Instructions for the task: Only the lines holding "Option" are wanted here; copy each from the listing.

Given data:
■ ■ ■ ■

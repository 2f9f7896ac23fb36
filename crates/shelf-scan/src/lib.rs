//! Incremental directory enumeration for shelf.
//!
//! Listings are produced by stepped tasks that emit one bounded batch per
//! scheduler turn, so very large directories render progressively and a
//! stop request is honoured between batches. Entry properties, including a
//! recursive size count, come from a threaded task.
//!
//! # Example
//!
//! ```rust,no_run
//! use shelf_core::{EngineConfig, Scheduler, TaskEvent};
//! use shelf_scan::DirectoryLoader;
//!
//! let (loader, mut rx) = DirectoryLoader::channel("/some/dir", &EngineConfig::default());
//! let mut scheduler = Scheduler::new();
//! scheduler.spawn(Box::new(loader));
//! scheduler.run_until_idle();
//!
//! while let Ok(event) = rx.try_recv() {
//!     if let TaskEvent::Updated(batch) = event {
//!         for entry in batch.entries {
//!             println!("{}", entry.name);
//!         }
//!     }
//! }
//! ```

mod loader;
mod progress;
mod properties;
mod trash_loader;

pub use loader::DirectoryLoader;
pub use progress::{BatchEntry, BatchUpdate};
pub use properties::{
    start_properties, EntryKind, Properties, PropertiesUpdate, PropertiesWorker, SizeTally,
};
pub use trash_loader::TrashLoader;
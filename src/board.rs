//! Board state with an incrementally maintained Zobrist hash.
//!
//! The board is a plain `N x N` grid of [`Stone`]s. Every mutation goes
//! through [`Board::update`], which keeps `hash` equal to the XOR of the
//! keys of all occupied cells. Placing a stone and taking it back are the
//! same operation with different target states, so the search can apply
//! and undo moves without ever recomputing the hash from scratch.

use std::fmt;

use crate::constants::{CENTER_A, CENTER_B, N};
use crate::rng::XorShift64Star;

/// Cell state.
#[derive(Copy, Clone, Debug, Default, PartialEq, Eq, Hash)]
pub enum Stone {
    #[default]
    Empty,
    /// Color A, player id 1.
    Black,
    /// Color B, player id 2.
    White,
}

impl Stone {
    /// The other color. `Empty` maps to itself.
    #[inline]
    pub fn opponent(self) -> Self {
        match self {
            Stone::Black => Stone::White,
            Stone::White => Stone::Black,
            Stone::Empty => Stone::Empty,
        }
    }

    /// Map a protocol player id (1 or 2) to a color.
    pub fn from_player_id(id: u8) -> Option<Self> {
        match id {
            1 => Some(Stone::Black),
            2 => Some(Stone::White),
            _ => None,
        }
    }

    #[inline]
    fn index(self) -> usize {
        match self {
            Stone::Empty => 0,
            Stone::Black => 1,
            Stone::White => 2,
        }
    }
}

/// A cell as `(row, col)`, both 0-based.
pub type Point = (usize, usize);

/// Step `dist` cells from `point` along `(dr, dc)`, or `None` off the board.
#[inline]
pub fn offset(point: Point, dr: isize, dc: isize, dist: isize) -> Option<Point> {
    let row = point.0.checked_add_signed(dr * dist)?;
    let col = point.1.checked_add_signed(dc * dist)?;
    (row < N && col < N).then_some((row, col))
}

/// One random key per (state, row, col).
///
/// The `Empty` plane is all zeros and draws nothing from the generator, so
/// an empty cell contributes nothing and the board hash is exactly the XOR
/// over occupied cells. Random `Empty` keys would break that: `update` XORs
/// the empty key in on every undo, and `compute_hash` skips empty cells.
#[derive(Clone)]
pub struct HashKeys {
    keys: [[[u64; N]; N]; 3],
}

impl HashKeys {
    /// Fill the stone planes from `rng`. Called once per engine.
    pub fn new(rng: &mut XorShift64Star) -> Self {
        let mut keys = [[[0u64; N]; N]; 3];
        for plane in &mut keys[1..] {
            for row in plane.iter_mut() {
                for key in row.iter_mut() {
                    *key = rng.next_u64();
                }
            }
        }
        Self { keys }
    }

    /// Key for `stone` at `point`.
    #[inline]
    pub fn get(&self, stone: Stone, (row, col): Point) -> u64 {
        self.keys[stone.index()][row][col]
    }
}

/// Grid of cells plus its running hash.
#[derive(Clone)]
pub struct Board {
    cells: [[Stone; N]; N],
    hash: u64,
    keys: HashKeys,
}

impl Board {
    /// Create a board with the four-stone opening.
    pub fn new(keys: HashKeys) -> Self {
        let mut board = Self {
            cells: [[Stone::Empty; N]; N],
            hash: 0,
            keys,
        };
        board.reset();
        board
    }

    /// Clear the grid, place the opening stones and recompute the hash.
    ///
    /// The opening is two stones of each color on the central 2x2 square,
    /// same colors on the diagonals.
    pub fn reset(&mut self) {
        self.cells = [[Stone::Empty; N]; N];
        self.cells[CENTER_A][CENTER_A] = Stone::White;
        self.cells[CENTER_B][CENTER_B] = Stone::White;
        self.cells[CENTER_B][CENTER_A] = Stone::Black;
        self.cells[CENTER_A][CENTER_B] = Stone::Black;
        self.hash = self.compute_hash();
    }

    /// Remove every stone, opening included.
    pub fn clear(&mut self) {
        self.cells = [[Stone::Empty; N]; N];
        self.hash = 0;
    }

    /// Set `point` to `stone`, updating the hash incrementally.
    ///
    /// Used both to play (`stone` is a color) and to undo (`stone` is
    /// `Empty`); applying the inverse update restores the hash bit for bit.
    #[inline]
    pub fn update(&mut self, point: Point, stone: Stone) {
        let (row, col) = point;
        self.hash ^= self.keys.get(self.cells[row][col], point);
        self.hash ^= self.keys.get(stone, point);
        self.cells[row][col] = stone;
    }

    #[inline]
    pub fn get(&self, (row, col): Point) -> Stone {
        self.cells[row][col]
    }

    #[inline]
    pub fn is_empty(&self, point: Point) -> bool {
        self.get(point) == Stone::Empty
    }

    #[inline]
    pub fn hash(&self) -> u64 {
        self.hash
    }

    /// Hash recomputed from scratch. Equal to [`Board::hash`] at all times.
    pub fn compute_hash(&self) -> u64 {
        self.points()
            .filter(|&p| !self.is_empty(p))
            .fold(0, |h, p| h ^ self.keys.get(self.get(p), p))
    }

    /// All cells in raster order (row-major).
    pub fn points(&self) -> impl Iterator<Item = Point> + use<> {
        (0..N).flat_map(|row| (0..N).map(move |col| (row, col)))
    }

    /// Number of stones of the given color.
    pub fn count(&self, stone: Stone) -> usize {
        self.cells.iter().flatten().filter(|&&c| c == stone).count()
    }

    /// First empty cell in raster order.
    pub fn first_empty(&self) -> Option<Point> {
        self.points().find(|&p| self.is_empty(p))
    }
}

impl fmt::Display for Board {
    fn fmt(&self, f: &mut fmt::Formatter<'_>) -> fmt::Result {
        write!(f, "   ")?;
        for col in 0..N {
            write!(f, "{col:>2}")?;
        }
        writeln!(f)?;
        for (row, cells) in self.cells.iter().enumerate() {
            write!(f, "{row:>2} ")?;
            for cell in cells {
                let ch = match cell {
                    Stone::Black => 'X',
                    Stone::White => 'O',
                    Stone::Empty => '.',
                };
                write!(f, " {ch}")?;
            }
            writeln!(f)?;
        }
        Ok(())
    }
}
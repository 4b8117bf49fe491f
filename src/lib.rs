//! Gobang-AI: an alpha-beta engine for five-in-a-row on a 12x12 board.
//!
//! The engine plays from a fixed four-stone opening. Each decision runs a
//! fixed-depth alpha-beta search over beam-pruned candidate moves, ordered
//! by a line-pattern heuristic and memoized in a Zobrist-keyed
//! transposition table.
//!
//! ## Modules
//!
//! - [`constants`] - Board geometry, pattern scores and search defaults
//! - [`config`] - Engine configuration
//! - [`rng`] - Xorshift64* generator for hash keys
//! - [`board`] - Board state with incremental Zobrist hash
//! - [`tt`] - Transposition table
//! - [`patterns`] - Line pattern classifier and score table
//! - [`eval`] - Threat scoring, move heuristic and static evaluation
//! - [`movegen`] - Candidate generation with beam pruning
//! - [`search`] - Alpha-beta search and root move selection
//! - [`engine`] - Engine context tying the above together
//! - [`protocol`] - Line protocol (`START`/`PLACE`/`TURN`/`END`)
//!
//! ## Example
//!
//! ```
//! use gobang_ai::board::Stone;
//! use gobang_ai::config::EngineConfig;
//! use gobang_ai::engine::Engine;
//!
//! let config = EngineConfig { search_depth: 2, tt_capacity: 1 << 12, ..Default::default() };
//! let mut engine = Engine::new(config).unwrap();
//! engine.start(Stone::Black);
//!
//! // The opponent plays, then the engine answers
//! engine.place((4, 4), Stone::White);
//! let (row, col) = engine.play_turn().unwrap();
//! println!("engine plays {row} {col}");
//! ```

pub mod board;
pub mod config;
pub mod constants;
pub mod engine;
pub mod error;
pub mod eval;
pub mod movegen;
pub mod patterns;
pub mod protocol;
pub mod rng;
pub mod search;
pub mod tt;
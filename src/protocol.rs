//! Line-oriented game protocol.
//!
//! One command per line on the input, responses on the output:
//!
//! - `START <playerId>` - new game, the AI plays color 1 or 2; replies `OK`
//! - `PLACE <row> <col>` - opponent stone at 0-based coordinates; no reply
//! - `TURN` - the engine picks, prints `<row> <col>` and plays its move
//! - `END` - stop reading
//!
//! Lines that do not parse are skipped without a reply. Extra trailing
//! tokens are ignored.
//!
//! ## Example
//!
//! ```
//! use gobang_ai::config::EngineConfig;
//! use gobang_ai::engine::Engine;
//! use gobang_ai::protocol::Protocol;
//!
//! let config = EngineConfig { search_depth: 1, tt_capacity: 1024, ..Default::default() };
//! let mut protocol = Protocol::new(Engine::new(config).unwrap());
//! let mut out = Vec::new();
//! protocol.run("START 1\nEND\n".as_bytes(), &mut out).unwrap();
//! assert_eq!(String::from_utf8(out).unwrap(), "OK\n");
//! ```

use std::io::{self, BufRead, Write};

use log::debug;

use crate::board::{Point, Stone};
use crate::constants::N;
use crate::engine::Engine;

/// A parsed protocol command.
#[derive(Debug, Clone, Copy, PartialEq, Eq)]
pub enum Command {
    Start(Stone),
    Place(Point),
    Turn,
    End,
}

/// Why a line was rejected.
#[derive(thiserror::Error, Debug, PartialEq, Eq)]
pub enum CommandError {
    #[error("empty line")]
    Empty,

    #[error("unknown command: {0}")]
    Unknown(String),

    #[error("{0}: missing argument")]
    MissingArgument(&'static str),

    #[error("{command}: invalid argument {value:?}")]
    InvalidArgument { command: &'static str, value: String },

    #[error("player id must be 1 or 2 (got {0})")]
    InvalidPlayer(u8),

    #[error("coordinate ({0}, {1}) is off the board")]
    OutOfRange(usize, usize),
}

fn parse_arg<T: std::str::FromStr>(
    command: &'static str,
    arg: Option<&str>,
) -> Result<T, CommandError> {
    let arg = arg.ok_or(CommandError::MissingArgument(command))?;
    arg.parse().map_err(|_| CommandError::InvalidArgument {
        command,
        value: arg.to_string(),
    })
}

/// Parse one input line.
pub fn parse_command(line: &str) -> Result<Command, CommandError> {
    let mut parts = line.split_whitespace();
    let command = parts.next().ok_or(CommandError::Empty)?;

    match command {
        "START" => {
            let id: u8 = parse_arg("START", parts.next())?;
            Stone::from_player_id(id)
                .map(Command::Start)
                .ok_or(CommandError::InvalidPlayer(id))
        }
        "PLACE" => {
            let row: usize = parse_arg("PLACE", parts.next())?;
            let col: usize = parse_arg("PLACE", parts.next())?;
            if row >= N || col >= N {
                return Err(CommandError::OutOfRange(row, col));
            }
            Ok(Command::Place((row, col)))
        }
        "TURN" => Ok(Command::Turn),
        "END" => Ok(Command::End),
        other => Err(CommandError::Unknown(other.to_string())),
    }
}

/// Protocol session around one engine.
pub struct Protocol {
    engine: Engine,
    /// Set by the first `START`; `PLACE` and `TURN` are ignored before it.
    started: bool,
}

impl Protocol {
    pub fn new(engine: Engine) -> Self {
        Self {
            engine,
            started: false,
        }
    }

    pub fn engine(&self) -> &Engine {
        &self.engine
    }

    /// Apply a command and return the response line, if any.
    pub fn execute(&mut self, command: Command) -> Option<String> {
        match command {
            Command::Start(ai) => {
                self.engine.start(ai);
                self.started = true;
                Some("OK".to_string())
            }
            Command::Place(point) => {
                if !self.started {
                    debug!("PLACE before START ignored");
                    return None;
                }
                if !self.engine.board().is_empty(point) {
                    debug!("PLACE on occupied cell {point:?}");
                }
                self.engine.place(point, self.engine.opponent());
                None
            }
            Command::Turn => {
                if !self.started {
                    debug!("TURN before START ignored");
                    return None;
                }
                match self.engine.play_turn() {
                    Some((row, col)) => Some(format!("{row} {col}")),
                    None => {
                        debug!("board is full, no move to play");
                        None
                    }
                }
            }
            Command::End => None,
        }
    }

    /// Read commands until `END` or end of input, flushing after every reply.
    ///
    /// Lines are read as raw bytes; a line that is not valid UTF-8 is
    /// skipped like any other malformed line. Only I/O errors end the loop.
    pub fn run<R: BufRead, W: Write>(&mut self, mut input: R, mut output: W) -> io::Result<()> {
        let mut buf = Vec::new();
        loop {
            buf.clear();
            if input.read_until(b'\n', &mut buf)? == 0 {
                break;
            }
            let Ok(line) = std::str::from_utf8(&buf) else {
                debug!("skipping line that is not valid UTF-8");
                continue;
            };
            let command = match parse_command(line) {
                Ok(command) => command,
                Err(CommandError::Empty) => continue,
                Err(e) => {
                    debug!("skipping {line:?}: {e}");
                    continue;
                }
            };

            if command == Command::End {
                break;
            }
            if let Some(response) = self.execute(command) {
                writeln!(output, "{response}")?;
                output.flush()?;
            }
        }
        Ok(())
    }
}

■ ■ ■ ■

Result for this exercise:
    pub fn from_player_id(id: u8) -> Option<Self> {
pub fn offset(point: Point, dr: isize, dc: isize, dist: isize) -> Option<Point> {
    pub fn first_empty(&self) -> Option<Point> {
    arg: Option<&str>,
    pub fn execute(&mut self, command: Command) -> Option<String> {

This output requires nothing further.